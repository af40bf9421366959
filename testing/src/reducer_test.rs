//! Ergonomic testing utilities for reducers
//!
//! This module provides a fluent API for testing reducers with readable Given-When-Then syntax.

#![allow(clippy::module_name_repetitions)] // ReducerTest is the natural name

use tasklist_core::{effect::Effect, reducer::Reducer};

/// Type alias for state assertion functions
type StateAssertion<S> = Box<dyn FnOnce(&S)>;

/// Type alias for effect assertion functions
type EffectAssertion<A> = Box<dyn FnOnce(&[Effect<A>])>;

/// Fluent API for testing reducers with Given-When-Then syntax
///
/// Several actions may be queued with repeated [`ReducerTest::when_action`]
/// calls. They are reduced in order; effect assertions see the effects of
/// the last one.
///
/// # Example
///
/// ```ignore
/// use tasklist_testing::ReducerTest;
///
/// ReducerTest::new(TodoReducer::new())
///     .with_env(test_environment())
///     .given_state(configured_state())
///     .when_action(TodoAction::SetFilter { filter: Filter::Active })
///     .then_state(|state| {
///         assert_eq!(state.filter, Filter::Active);
///     })
///     .then_effects(|effects| {
///         assertions::assert_no_effects(effects);
///     })
///     .run();
/// ```
pub struct ReducerTest<R, S, A, E>
where
    R: Reducer<State = S, Action = A, Environment = E>,
{
    reducer: R,
    environment: Option<E>,
    initial_state: Option<S>,
    actions: Vec<A>,
    state_assertions: Vec<StateAssertion<S>>,
    effect_assertions: Vec<EffectAssertion<A>>,
}

impl<R, S, A, E> ReducerTest<R, S, A, E>
where
    R: Reducer<State = S, Action = A, Environment = E>,
{
    /// Create a new reducer test with the given reducer
    #[must_use]
    pub const fn new(reducer: R) -> Self {
        Self {
            reducer,
            environment: None,
            initial_state: None,
            actions: Vec::new(),
            state_assertions: Vec::new(),
            effect_assertions: Vec::new(),
        }
    }

    /// Set the environment for the test
    #[must_use]
    pub fn with_env(mut self, env: E) -> Self {
        self.environment = Some(env);
        self
    }

    /// Set the initial state (Given)
    #[must_use]
    pub fn given_state(mut self, state: S) -> Self {
        self.initial_state = Some(state);
        self
    }

    /// Add an action to reduce (When)
    #[must_use]
    pub fn when_action(mut self, action: A) -> Self {
        self.actions.push(action);
        self
    }

    /// Add several actions to reduce in order (When)
    #[must_use]
    pub fn when_actions(mut self, actions: impl IntoIterator<Item = A>) -> Self {
        self.actions.extend(actions);
        self
    }

    /// Add an assertion about the resulting state (Then)
    #[must_use]
    pub fn then_state<F>(mut self, assertion: F) -> Self
    where
        F: FnOnce(&S) + 'static,
    {
        self.state_assertions.push(Box::new(assertion));
        self
    }

    /// Add an assertion about the effects of the last action (Then)
    #[must_use]
    pub fn then_effects<F>(mut self, assertion: F) -> Self
    where
        F: FnOnce(&[Effect<A>]) + 'static,
    {
        self.effect_assertions.push(Box::new(assertion));
        self
    }

    /// Run the test and execute all assertions
    ///
    /// # Panics
    ///
    /// Panics if initial state, action, or environment is not set,
    /// or if any assertions fail.
    #[allow(clippy::panic)] // Test code can panic
    #[allow(clippy::expect_used)] // Test code can use expect
    pub fn run(self) {
        let mut state = self
            .initial_state
            .expect("Initial state must be set with given_state()");

        assert!(
            !self.actions.is_empty(),
            "At least one action must be set with when_action()"
        );

        let env = self
            .environment
            .expect("Environment must be set with with_env()");

        // Execute reducer, keeping only the last action's effects
        let mut effects = Vec::new();
        for action in self.actions {
            effects = self.reducer.reduce(&mut state, action, &env).into_vec();
        }

        // Run state assertions
        for assertion in self.state_assertions {
            assertion(&state);
        }

        // Run effect assertions
        for assertion in self.effect_assertions {
            assertion(&effects);
        }
    }
}

/// Execute effects inline and collect the actions they feed back
///
/// Futures are awaited in order and delays resolve immediately, which lets a
/// reducer test follow one step of a request chain without a running store.
pub async fn resolve_effects<A, I>(effects: I) -> Vec<A>
where
    I: IntoIterator<Item = Effect<A>>,
{
    let mut actions = Vec::new();
    for effect in effects {
        match effect {
            Effect::None => {},
            Effect::Delay { action, .. } => actions.push(*action),
            Effect::Future(fut) => {
                if let Some(action) = fut.await {
                    actions.push(action);
                }
            },
        }
    }
    actions
}

/// Helper assertions for effects
pub mod assertions {
    use tasklist_core::effect::Effect;

    /// Assert that there are no effects
    ///
    /// # Panics
    ///
    /// Panics if effects is not empty.
    #[allow(clippy::panic)] // Test assertion
    pub fn assert_no_effects<A: std::fmt::Debug>(effects: &[Effect<A>]) {
        assert!(
            effects.iter().all(Effect::is_none),
            "Expected no effects, but found {}: {:?}",
            effects.len(),
            effects
        );
    }

    /// Assert the number of effects
    ///
    /// # Panics
    ///
    /// Panics if the number of effects doesn't match expected.
    #[allow(clippy::panic)] // Test assertion
    pub fn assert_effects_count<A>(effects: &[Effect<A>], expected: usize) {
        assert_eq!(
            effects.len(),
            expected,
            "Expected {} effects, but found {}",
            expected,
            effects.len()
        );
    }

    /// Assert that effects contain at least one Future effect
    ///
    /// # Panics
    ///
    /// Panics if no Future effect is found.
    #[allow(clippy::panic)] // Test assertion
    pub fn assert_has_future_effect<A>(effects: &[Effect<A>]) {
        assert!(
            effects.iter().any(|e| matches!(e, Effect::Future(_))),
            "Expected at least one Future effect, but none found"
        );
    }

    /// Assert that effects contain at least one Delay effect
    ///
    /// # Panics
    ///
    /// Panics if no Delay effect is found.
    #[allow(clippy::panic)] // Test assertion
    pub fn assert_has_delay_effect<A>(effects: &[Effect<A>]) {
        assert!(
            effects.iter().any(|e| matches!(e, Effect::Delay { .. })),
            "Expected at least one Delay effect, but none found"
        );
    }
}

#[cfg(test)]
mod tests {
    use super::*;
    use std::time::Duration;
    use tasklist_core::effect::Effect;
    use tasklist_core::reducer::Reducer;
    use tasklist_core::{SmallVec, smallvec};

    #[derive(Clone, Debug)]
    struct TestState {
        count: i32,
    }

    #[derive(Clone, Debug, PartialEq)]
    enum TestAction {
        Increment,
        Decrement,
        Echo,
    }

    struct TestReducer;

    struct TestEnv;

    impl Reducer for TestReducer {
        type State = TestState;
        type Action = TestAction;
        type Environment = TestEnv;

        fn reduce(
            &self,
            state: &mut Self::State,
            action: Self::Action,
            _env: &Self::Environment,
        ) -> SmallVec<[Effect<Self::Action>; 4]> {
            match action {
                TestAction::Increment => {
                    state.count += 1;
                    smallvec![Effect::None]
                },
                TestAction::Decrement => {
                    state.count -= 1;
                    smallvec![Effect::None]
                },
                TestAction::Echo => smallvec![
                    Effect::Future(Box::pin(async { Some(TestAction::Increment) })),
                    Effect::Delay {
                        duration: Duration::from_secs(60),
                        action: Box::new(TestAction::Decrement),
                    },
                ],
            }
        }
    }

    #[test]
    fn test_reducer_test_increment() {
        ReducerTest::new(TestReducer)
            .with_env(TestEnv)
            .given_state(TestState { count: 0 })
            .when_action(TestAction::Increment)
            .then_state(|state| {
                assert_eq!(state.count, 1);
            })
            .then_effects(|effects| {
                assertions::assert_no_effects(effects);
            })
            .run();
    }

    #[test]
    fn test_reducer_test_action_sequence() {
        ReducerTest::new(TestReducer)
            .with_env(TestEnv)
            .given_state(TestState { count: 5 })
            .when_actions([TestAction::Decrement, TestAction::Decrement])
            .when_action(TestAction::Echo)
            .then_state(|state| {
                assert_eq!(state.count, 3);
            })
            .then_effects(|effects| {
                assertions::assert_effects_count(effects, 2);
                assertions::assert_has_future_effect(effects);
                assertions::assert_has_delay_effect(effects);
            })
            .run();
    }

    #[test]
    fn test_assertions_no_effects() {
        assertions::assert_no_effects::<TestAction>(&[Effect::None]);
        assertions::assert_no_effects::<TestAction>(&[]);
    }

    #[tokio::test]
    async fn test_resolve_effects_collects_feedback() {
        let mut state = TestState { count: 0 };
        let effects = TestReducer.reduce(&mut state, TestAction::Echo, &TestEnv);
        let actions = resolve_effects(effects).await;
        assert_eq!(actions, vec![TestAction::Increment, TestAction::Decrement]);
    }
}
#[cfg(test)]
#[allow(clippy::unwrap_used)]
mod tests {
    use super::*;
    use crate::types::Notification;
    use tasklist_core::environment::Clock;
    use tasklist_core::remote::RemoteOperation;
    use tasklist_core::todo::{Filter, TodoDraft};
    use tasklist_testing::{
        InMemoryTodoApi, MemoryConfigStore, RecordedRequest, ReducerTest, assertions,
        resolve_effects, test_clock, todo_fixture,
    };

    fn url() -> BaseUrl {
        BaseUrl::parse("http://localhost:3000").unwrap()
    }

    fn env_with(api: Arc<InMemoryTodoApi>) -> TodoEnvironment {
        TodoEnvironment::new(api, Arc::new(MemoryConfigStore::new()), Arc::new(test_clock()))
    }

    fn test_env() -> TodoEnvironment {
        env_with(Arc::new(InMemoryTodoApi::new()))
    }

    fn fixture(id: i64, title: &str, completed: bool) -> Todo {
        todo_fixture(id, title, completed, test_clock().now())
    }

    fn loaded_state(todos: Vec<Todo>) -> TodoState {
        let mut state = TodoState::configured(url());
        state.todos = todos;
        state
    }

    fn messages(state: &TodoState) -> Vec<&str> {
        state
            .notifications
            .iter()
            .map(|n: &Notification| n.message.as_str())
            .collect()
    }

    #[test]
    fn test_set_filter_is_local() {
        ReducerTest::new(TodoReducer::new())
            .with_env(test_env())
            .given_state(loaded_state(vec![fixture(1, "A", true), fixture(2, "B", false)]))
            .when_action(TodoAction::SetFilter {
                filter: Filter::Active,
            })
            .then_state(|state| {
                assert_eq!(state.filter, Filter::Active);
                let titles: Vec<_> = state
                    .filtered_todos()
                    .iter()
                    .map(|t| t.title.clone())
                    .collect();
                assert_eq!(titles, vec!["B".to_string()]);
            })
            .then_effects(assertions::assert_no_effects)
            .run();
    }

    #[test]
    fn test_empty_title_rejected_without_request() {
        ReducerTest::new(TodoReducer::new())
            .with_env(test_env())
            .given_state(loaded_state(Vec::new()))
            .when_action(TodoAction::CreateTodo {
                draft: TodoDraft::titled("   "),
            })
            .then_state(|state| {
                assert!(state.in_flight.is_none());
                assert_eq!(messages(state), vec!["Todo title cannot be empty"]);
            })
            .then_effects(assertions::assert_no_effects)
            .run();
    }

    #[test]
    fn test_edit_to_empty_title_rejected() {
        let mut edited = fixture(1, "Report", false);
        edited.title = String::new();

        ReducerTest::new(TodoReducer::new())
            .with_env(test_env())
            .given_state(loaded_state(vec![fixture(1, "Report", false)]))
            .when_action(TodoAction::UpdateTodo { todo: edited })
            .then_state(|state| {
                assert!(state.has_errors());
                assert!(state.in_flight.is_none());
            })
            .then_effects(assertions::assert_no_effects)
            .run();
    }

    #[test]
    fn test_commands_blocked_while_unconfigured() {
        ReducerTest::new(TodoReducer::new())
            .with_env(test_env())
            .given_state(TodoState::new())
            .when_action(TodoAction::DeleteTodo { id: TodoId::new(1) })
            .then_state(|state| {
                assert!(state.queue.is_empty());
                assert_eq!(messages(state), vec!["Base URL is not configured"]);
            })
            .then_effects(assertions::assert_no_effects)
            .run();
    }

    #[test]
    fn test_empty_base_url_rejected() {
        ReducerTest::new(TodoReducer::new())
            .with_env(test_env())
            .given_state(TodoState::new())
            .when_action(TodoAction::SaveBaseUrl {
                input: "  / ".to_string(),
            })
            .then_state(|state| {
                assert!(!state.is_configured());
                assert_eq!(messages(state), vec!["Base URL cannot be empty"]);
            })
            .then_effects(assertions::assert_no_effects)
            .run();
    }

    #[test]
    fn test_save_base_url_strips_and_refreshes() {
        ReducerTest::new(TodoReducer::new())
            .with_env(test_env())
            .given_state(TodoState::new())
            .when_action(TodoAction::SaveBaseUrl {
                input: "https://api.example.com/".to_string(),
            })
            .then_state(|state| {
                assert_eq!(
                    state.base_url().map(BaseUrl::as_str),
                    Some("https://api.example.com")
                );
                assert!(matches!(
                    state.in_flight,
                    Some(InFlight {
                        phase: Phase::Refreshing { after: None },
                        ..
                    })
                ));
            })
            .then_effects(|effects| {
                // Persist and refresh
                assertions::assert_effects_count(effects, 2);
            })
            .run();
    }

    #[test]
    fn test_reconfigure_drops_chain_and_queue() {
        let mut state = loaded_state(vec![fixture(1, "Old", false)]);
        let old = state.issue_token();
        state.in_flight = Some(InFlight {
            token: old,
            phase: Phase::Mutating(MutationKind::Delete),
        });
        let queued = state.issue_token();
        state.queue.push_back((queued, Request::Toggle(TodoId::new(1))));

        ReducerTest::new(TodoReducer::new())
            .with_env(test_env())
            .given_state(state)
            .when_action(TodoAction::SaveBaseUrl {
                input: "http://other:8080".to_string(),
            })
            .when_action(TodoAction::MutationCompleted {
                token: old,
                result: Ok(()),
            })
            .then_state(move |state| {
                assert!(state.todos.is_empty());
                assert!(state.queue.is_empty());
                assert!(state.is_settled(queued));
                let chain = state.in_flight.unwrap();
                assert_ne!(chain.token, old);
                assert!(!state.is_settled(chain.token));
                assert_eq!(chain.phase, Phase::Refreshing { after: None });
            })
            .then_effects(assertions::assert_no_effects)
            .run();
    }

    #[test]
    fn test_requests_queue_while_busy() {
        ReducerTest::new(TodoReducer::new())
            .with_env(test_env())
            .given_state(loaded_state(vec![fixture(1, "A", false)]))
            .when_action(TodoAction::ToggleComplete { id: TodoId::new(1) })
            .when_action(TodoAction::DeleteTodo { id: TodoId::new(1) })
            .then_state(|state| {
                assert!(matches!(
                    state.in_flight.unwrap().phase,
                    Phase::Mutating(MutationKind::Toggle { completed: true })
                ));
                assert_eq!(state.queue.len(), 1);
                let (token, request) = &state.queue[0];
                assert_eq!(*request, Request::Delete(TodoId::new(1)));
                assert!(!state.is_settled(*token));
            })
            .then_effects(|effects| {
                // Waits for the queued delete's own chain
                assertions::assert_effects_count(effects, 1);
                assertions::assert_has_future_effect(effects);
            })
            .run();
    }

    #[test]
    fn test_stale_list_result_ignored() {
        let mut state = loaded_state(vec![fixture(1, "Kept", false)]);
        let stale = state.issue_token();
        let current = state.issue_token();
        state.in_flight = Some(InFlight {
            token: current,
            phase: Phase::Refreshing { after: None },
        });

        ReducerTest::new(TodoReducer::new())
            .with_env(test_env())
            .given_state(state)
            .when_action(TodoAction::TodosLoaded {
                token: stale,
                result: Ok(Vec::new()),
            })
            .then_state(move |state| {
                assert_eq!(state.todos.len(), 1);
                assert_eq!(state.in_flight.unwrap().token, current);
            })
            .then_effects(assertions::assert_no_effects)
            .run();
    }

    #[test]
    fn test_write_failure_clears_chain_and_starts_next() {
        let mut state = loaded_state(Vec::new());
        let token = state.issue_token();
        state.in_flight = Some(InFlight {
            token,
            phase: Phase::Mutating(MutationKind::Create),
        });
        let queued = state.issue_token();
        state.queue.push_back((queued, Request::Refresh));

        ReducerTest::new(TodoReducer::new())
            .with_env(test_env())
            .given_state(state)
            .when_action(TodoAction::MutationCompleted {
                token,
                result: Err(RemoteError::Server {
                    message: "Database unavailable".into(),
                }),
            })
            .then_state(move |state| {
                assert_eq!(
                    messages(state),
                    vec!["Failed to add todo: Database unavailable"]
                );
                assert!(state.is_settled(token));
                let next = state.in_flight.unwrap();
                assert_eq!(next.token, queued);
                assert_eq!(next.phase, Phase::Refreshing { after: None });
                assert!(state.queue.is_empty());
            })
            .then_effects(assertions::assert_has_future_effect)
            .run();
    }

    #[test]
    fn test_refresh_failure_keeps_list_and_reports_both() {
        let mut state = loaded_state(vec![fixture(1, "Kept", false)]);
        let token = state.issue_token();
        state.in_flight = Some(InFlight {
            token,
            phase: Phase::Refreshing {
                after: Some(MutationKind::Delete),
            },
        });

        ReducerTest::new(TodoReducer::new())
            .with_env(test_env())
            .given_state(state)
            .when_action(TodoAction::TodosLoaded {
                token,
                result: Err(RemoteError::RequestFailed("connection refused".into())),
            })
            .then_state(|state| {
                assert_eq!(state.todos.len(), 1);
                assert!(state.in_flight.is_none());
                assert_eq!(
                    messages(state),
                    vec![
                        "Failed to fetch todos: Request failed: connection refused",
                        "Todo deleted",
                    ]
                );
            })
            .then_effects(assertions::assert_no_effects)
            .run();
    }

    #[test]
    fn test_notification_ttl_schedules_dismissal() {
        ReducerTest::new(TodoReducer::new())
            .with_env(test_env().with_notification_ttl(Duration::from_secs(5)))
            .given_state(loaded_state(Vec::new()))
            .when_action(TodoAction::CreateTodo {
                draft: TodoDraft::default(),
            })
            .then_effects(|effects| {
                assertions::assert_effects_count(effects, 1);
                assertions::assert_has_delay_effect(effects);
            })
            .run();
    }

    #[test]
    fn test_dismiss_notification() {
        let mut state = TodoState::new();
        let first = state.push_notification(Level::Success, "one");
        state.push_notification(Level::Error, "two");

        ReducerTest::new(TodoReducer::new())
            .with_env(test_env())
            .given_state(state)
            .when_action(TodoAction::DismissNotification { id: first })
            .then_state(|state| {
                assert_eq!(messages(state), vec!["two"]);
            })
            .run();
    }

    #[tokio::test]
    async fn test_toggle_resolved_from_latest_list() {
        let now = test_clock().now();
        let done = todo_fixture(3, "Report", true, now);
        let api = Arc::new(InMemoryTodoApi::with_todos(vec![done.clone()]));
        let env = env_with(Arc::clone(&api));
        let reducer = TodoReducer::new();

        // Queued while the list still showed the todo as open
        let mut state = loaded_state(vec![todo_fixture(3, "Report", false, now)]);
        let token = state.issue_token();
        state.in_flight = Some(InFlight {
            token,
            phase: Phase::Refreshing { after: None },
        });
        reducer.reduce(&mut state, TodoAction::ToggleComplete { id: done.id }, &env);

        let effects = reducer.reduce(
            &mut state,
            TodoAction::TodosLoaded {
                token,
                result: Ok(vec![done.clone()]),
            },
            &env,
        );
        let feedback = resolve_effects(effects).await;
        assert_eq!(feedback.len(), 1);

        let expected = Todo {
            completed: false,
            ..done
        };
        assert_eq!(
            api.requests(),
            vec![RecordedRequest::Update {
                base_url: url(),
                body: expected,
            }]
        );
        assert_eq!(
            state.in_flight.unwrap().phase,
            Phase::Mutating(MutationKind::Toggle { completed: false })
        );
    }

    #[tokio::test]
    async fn test_create_chain_refreshes_after_write() {
        let api = Arc::new(InMemoryTodoApi::new());
        let env = env_with(Arc::clone(&api));
        let reducer = TodoReducer::new();
        let mut state = loaded_state(Vec::new());

        let mut pending = reducer
            .reduce(
                &mut state,
                TodoAction::CreateTodo {
                    draft: TodoDraft::titled("Buy milk"),
                },
                &env,
            )
            .into_vec();
        loop {
            let actions = resolve_effects(std::mem::take(&mut pending)).await;
            if actions.is_empty() {
                break;
            }
            for action in actions {
                pending.extend(reducer.reduce(&mut state, action, &env));
            }
        }

        assert_eq!(
            api.operations(),
            vec![RemoteOperation::Create, RemoteOperation::List]
        );
        assert_eq!(state.todos.len(), 1);
        assert_eq!(state.todos[0].title, "Buy milk");
        assert_eq!(state.todos[0].due_date, "2025-06-15");
        assert_eq!(messages(&state), vec!["Todo added"]);
        assert!(state.in_flight.is_none());
    }
}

* _PROBLEM DESCRIPTION_: Take every line from the records above that has the word "unavailable" and copy it.

* _TASK RESULT_:
                    message: "Database unavailable".into(),
                    vec!["Failed to add todo: Database unavailable"]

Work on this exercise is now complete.